Pada saat yang sama, Wang Guowen juga menyarankan agar infrastruktur kereta api asli di wilayah domestik diperkuat, seperti rekonstruksi jembatan dan terowongan, serta pengenalan kontainer bertingkat ganda. “Dalam beberapa tahun terakhir, kita lebih memperhatikan transportasi penumpang, tetapi infrastruktur angkutan barang belum banyak ditingkatkan. Oleh karena itu, melalui renovasi jembatan dan terowongan, volume transportasi telah meningkat, dan keandalan ekonomi operasi kereta api telah meningkat.”
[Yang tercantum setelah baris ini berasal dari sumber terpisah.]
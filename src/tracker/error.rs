use thiserror::Error;

#[derive(Debug, Error)]
pub enum TrackerError {
    #[error("io error: {0}")]
    Io(#[from] std::io::Error),

    #[error("tracker returned error: {0}")]
    Failure(String),

    #[error("invalid response: {0}")]
    InvalidResponse(String),

    #[error("no response after retries")]
    Timeout,

    #[error("invalid url: {0}")]
    InvalidUrl(String),
}
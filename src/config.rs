use std::time::Duration;

/// Retry schedule for UDP tracker exchanges.
///
/// Attempt `n` waits `min(base_timeout << n, max_timeout)` for a matching
/// response before resending, per the BEP-15 backoff ladder (15s, 30s, 60s,
/// capped).
#[derive(Debug, Clone, Copy)]
pub struct RetryPolicy {
    pub base_timeout: Duration,
    pub max_timeout: Duration,
    pub max_attempts: u32,
}

impl RetryPolicy {
    /// Returns the response wait for the given zero-based attempt.
    pub fn timeout_for(&self, attempt: u32) -> Duration {
        let shifted = self
            .base_timeout
            .checked_mul(1u32 << attempt.min(16))
            .unwrap_or(self.max_timeout);
        shifted.min(self.max_timeout)
    }
}

impl Default for RetryPolicy {
    fn default() -> Self {
        Self {
            base_timeout: Duration::from_secs(15),
            max_timeout: Duration::from_secs(60),
            max_attempts: 4,
        }
    }
}

/// Tuning knobs for a download session.
#[derive(Debug, Clone)]
pub struct SessionConfig {
    /// TCP port advertised to the tracker.
    pub listen_port: u16,
    /// Cap on simultaneously open peer connections.
    pub max_peer_connections: usize,
    /// Cap on outstanding block requests per connection.
    pub request_pipeline_depth: usize,
    /// Timeout for establishing the TCP connection to a peer.
    pub connect_timeout: Duration,
    /// Send a keep-alive frame after this much send/receive silence.
    pub keep_alive_interval: Duration,
    /// Declare a peer dead after this much receive silence.
    pub idle_timeout: Duration,
    /// Tracker retry schedule.
    pub tracker_retry: RetryPolicy,
}

impl Default for SessionConfig {
    fn default() -> Self {
        Self {
            listen_port: 6881,
            max_peer_connections: 30,
            request_pipeline_depth: 5,
            connect_timeout: Duration::from_secs(10),
            keep_alive_interval: Duration::from_secs(90),
            idle_timeout: Duration::from_secs(120),
            tracker_retry: RetryPolicy::default(),
        }
    }
}
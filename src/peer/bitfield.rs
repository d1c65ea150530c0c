use bytes::Bytes;

/// A bitfield representing which pieces a peer has.
///
/// Each bit marks one piece, numbered from the high bit of the first byte.
#[derive(Debug, Clone)]
pub struct Bitfield {
    bits: Vec<u8>,
    piece_count: usize,
}

impl Bitfield {
    /// Creates an empty bitfield for the given number of pieces.
    pub fn new(piece_count: usize) -> Self {
        let byte_count = piece_count.div_ceil(8);
        Self {
            bits: vec![0; byte_count],
            piece_count,
        }
    }

    /// Creates a bitfield from wire bytes, padding short input with zeros
    /// and clearing spare trailing bits.
    pub fn from_bytes(bytes: Bytes, piece_count: usize) -> Self {
        let mut bits = bytes.to_vec();
        let expected_bytes = piece_count.div_ceil(8);

        if bits.len() < expected_bytes {
            bits.resize(expected_bytes, 0);
        }
        bits.truncate(expected_bytes);

        let mut bf = Self { bits, piece_count };
        bf.clear_spare_bits();
        bf
    }

    /// Creates a full bitfield (all pieces available).
    pub fn full(piece_count: usize) -> Self {
        let byte_count = piece_count.div_ceil(8);
        let mut bf = Self {
            bits: vec![0xFF; byte_count],
            piece_count,
        };
        bf.clear_spare_bits();
        bf
    }

    /// Returns true if the piece at the given index is available.
    pub fn has(&self, index: usize) -> bool {
        if index >= self.piece_count {
            return false;
        }
        let byte_index = index / 8;
        let bit_index = 7 - (index % 8);
        (self.bits[byte_index] >> bit_index) & 1 == 1
    }

    /// Sets the bit for the piece at the given index.
    pub fn set(&mut self, index: usize) {
        if index >= self.piece_count {
            return;
        }
        let byte_index = index / 8;
        let bit_index = 7 - (index % 8);
        self.bits[byte_index] |= 1 << bit_index;
    }

    /// Returns the number of available pieces.
    pub fn count(&self) -> usize {
        self.bits.iter().map(|b| b.count_ones() as usize).sum()
    }

    /// Returns the total number of pieces.
    pub fn piece_count(&self) -> usize {
        self.piece_count
    }

    /// Converts the bitfield to wire bytes.
    pub fn to_bytes(&self) -> Bytes {
        Bytes::copy_from_slice(&self.bits)
    }

    fn clear_spare_bits(&mut self) {
        let spare = (self.bits.len() * 8) - self.piece_count;
        if spare > 0 && spare < 8 && !self.bits.is_empty() {
            let mask = 0xFFu8 << spare;
            let last = self.bits.len() - 1;
            self.bits[last] &= mask;
        }
    }
}
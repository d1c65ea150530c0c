//! Piece and block bookkeeping
//!
//! This module owns the download state: which blocks are outstanding, which
//! pieces are assembled, and SHA-1 verification of completed pieces.

mod manager;

pub use manager::{BlockOutcome, PieceError, PieceManager, PieceStatus};

use bytes::Bytes;

/// Standard transfer block size (16 KiB).
pub const BLOCK_SIZE: u32 = 16384;

/// A request for one block of one piece.
#[derive(Debug, Clone, Copy, PartialEq, Eq, Hash)]
pub struct BlockRequest {
    pub piece: u32,
    pub offset: u32,
    pub length: u32,
}

impl BlockRequest {
    pub fn new(piece: u32, offset: u32, length: u32) -> Self {
        Self {
            piece,
            offset,
            length,
        }
    }
}

/// A block of raw piece data received from a peer.
#[derive(Debug, Clone)]
pub struct Block {
    pub piece: u32,
    pub offset: u32,
    pub data: Bytes,
}

impl Block {
    pub fn new(piece: u32, offset: u32, data: Bytes) -> Self {
        Self {
            piece,
            offset,
            data,
        }
    }
}
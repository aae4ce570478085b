use crate::config::{Config, Resolution, Sourced};
use crate::utils;
use anyhow::Result;
use colored::Colorize;
use std::path::Path;

fn print_value(label: &str, value: Option<&Sourced>, secret: bool, show_all: bool) {
    match value {
        Some(sourced) => {
            let shown = if secret && !show_all {
                utils::mask_secret(&sourced.value)
            } else {
                sourced.value.clone()
            };
            println!(
                "  {}: {} {}",
                label,
                shown.bright_cyan(),
                format!("({})", sourced.source).dimmed()
            );
        }
        None => println!("  {}: {}", label, "Not set".yellow()),
    }
}

pub fn show(resolution: &Resolution, env_file: &Path, show_all: bool) -> Result<()> {
    println!("⚙️  {}\n", "cf-pages-deleter Configuration".bold());

    match Config::config_path() {
        Ok(path) => println!("Config file: {}", path.display()),
        Err(_) => println!("Config file: {}", "unavailable".yellow()),
    }
    let env_file_state = if env_file.exists() {
        "found".green()
    } else {
        "not found".dimmed()
    };
    println!("Env file: {} {}", env_file.display(), env_file_state);

    println!("\n{}", "Project:".bold());
    print_value("Account ID", resolution.account_id.as_ref(), false, show_all);
    print_value("Project Name", resolution.project_name.as_ref(), false, show_all);
    print_value("API URL", Some(&resolution.api_url), false, show_all);

    println!("\n{}", "Authentication:".bold());
    print_value("API Token", resolution.api_token.as_ref(), true, show_all);
    print_value("Email", resolution.email.as_ref(), false, show_all);
    print_value("API Key", resolution.api_key.as_ref(), true, show_all);

    match resolution.auth() {
        Some(auth) => println!("\nUsing {} authentication", auth.scheme().green()),
        None => println!(
            "\n{}",
            "No usable credentials: provide an API token or Email+API key".yellow()
        ),
    }

    Ok(())
}
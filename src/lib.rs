pub mod api;
pub mod client;
pub mod commands;
pub mod config;
pub mod error;
pub mod utils;

#[derive(clap::ValueEnum, Clone, Debug, Copy)]
pub enum OutputFormat {
    Table,
    Json,
    Yaml,
}
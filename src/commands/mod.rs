pub mod config;
pub mod delete;
pub mod list;
use crate::{
    OutputFormat,
    api::{Deployment, Environment},
    client::{PagesClient, Pacing, per_page},
    commands::delete::fetch_spinner,
    config::Settings,
    utils,
};
use anyhow::{Context, Result};
use colored::Colorize;
use comfy_table::{Cell, Color, Table, presets::UTF8_FULL};

fn status_cell(status: &str) -> Cell {
    match status {
        "success" | "active" => Cell::new(status).fg(Color::Green),
        "failure" | "failed" | "canceled" => Cell::new(status).fg(Color::Red),
        "idle" | "queued" => Cell::new(status).fg(Color::Yellow),
        _ => Cell::new(status),
    }
}

fn environment_cell(environment: &str) -> Cell {
    match environment {
        "production" => Cell::new(environment).fg(Color::Green),
        "preview" => Cell::new(environment).fg(Color::Blue),
        _ => Cell::new(environment),
    }
}

pub fn render_table(deployments: &[Deployment]) -> Table {
    let mut table = Table::new();
    table.load_preset(UTF8_FULL);
    table.set_header(vec![
        "ID",
        "Environment",
        "Branch",
        "Status",
        "Created",
        "URL",
        "Aliased",
    ]);

    for deployment in deployments {
        let environment = deployment.environment.as_deref().unwrap_or("-");
        let branch = deployment.branch().unwrap_or("-");
        let status = deployment.status().unwrap_or("-");
        let created = deployment
            .created_on
            .as_deref()
            .map(utils::format_timestamp)
            .unwrap_or("-".to_string());
        let url = deployment.url.as_deref().unwrap_or("-");

        let aliased_cell = if deployment.is_aliased() {
            Cell::new("yes").fg(Color::Yellow)
        } else {
            Cell::new("")
        };

        table.add_row(vec![
            Cell::new(&deployment.id),
            environment_cell(environment),
            Cell::new(utils::truncate_string(branch, 30)),
            status_cell(status),
            Cell::new(created),
            Cell::new(url),
            aliased_cell,
        ]);
    }

    table
}

/// Print every deployment a delete run would target.
pub async fn list(
    settings: &Settings,
    env: Option<Environment>,
    limit: u32,
    pacing: Pacing,
    format: OutputFormat,
) -> Result<Vec<Deployment>> {
    let client = PagesClient::new(settings)?.with_pacing(pacing);

    let pb = fetch_spinner()?;
    let listed = client.list_deployments(per_page(limit), env, &pb).await;
    pb.finish_and_clear();
    let deployments = listed.context("Error getting deployments")?;

    match format {
        OutputFormat::Json => {
            println!("{}", serde_json::to_string_pretty(&deployments)?);
        }
        OutputFormat::Yaml => {
            println!("{}", serde_yaml::to_string(&deployments)?);
        }
        OutputFormat::Table => {
            if deployments.is_empty() {
                println!("{}", "No deployments found".yellow());
                return Ok(deployments);
            }

            println!("{}", render_table(&deployments));

            let aliased = deployments.iter().filter(|d| d.is_aliased()).count();
            println!(
                "\n{} deployments in {}{}",
                deployments.len(),
                settings.project_name.bright_cyan(),
                env.map(|e| format!(" ({})", e)).unwrap_or_default()
            );
            if aliased > 0 {
                println!(
                    "{}",
                    format!(
                        "{} aliased deployment(s) can only be deleted with --force",
                        aliased
                    )
                    .dimmed()
                );
            }
        }
    }

    Ok(deployments)
}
Sumber resmi dari Grup Kereta Api Nasional juga menyatakan bahwa sejak tahun ini, implementasi proyek perluasan dan transformasi pelabuhan Alashankou, Horgos, Erenhot, Manzhouli, dan lainnya telah secara efektif meningkatkan kapasitas lalu lintas masuk dan keluar China-Europe Express. Dari Januari hingga Agustus tahun ini, 5125, 1766, dan 3139 kereta api telah beroperasi di Koridor Barat, Tengah, dan Timur China-Europe Railway, yang mewakili peningkatan tahunan masing-masing sebesar 37%, 15%, dan 35%.
Selain itu, pertemuan ketujuh Kelompok Kerja Bersama Transportasi Barang Kereta Api China-Eropa diadakan pada tanggal 9 September melalui konferensi video. Pertemuan tersebut meninjau draf “Persiapan Jadwal Kereta Ekspres China-Eropa dan Langkah-Langkah Kerja Sama (Uji Coba)” dan “Langkah-Langkah yang Disepakati untuk Rencana Transportasi Kereta Ekspres China-Eropa”. Semua pihak sepakat untuk menandatangani, dan lebih meningkatkan kemampuan organisasi transportasi dalam dan luar negeri.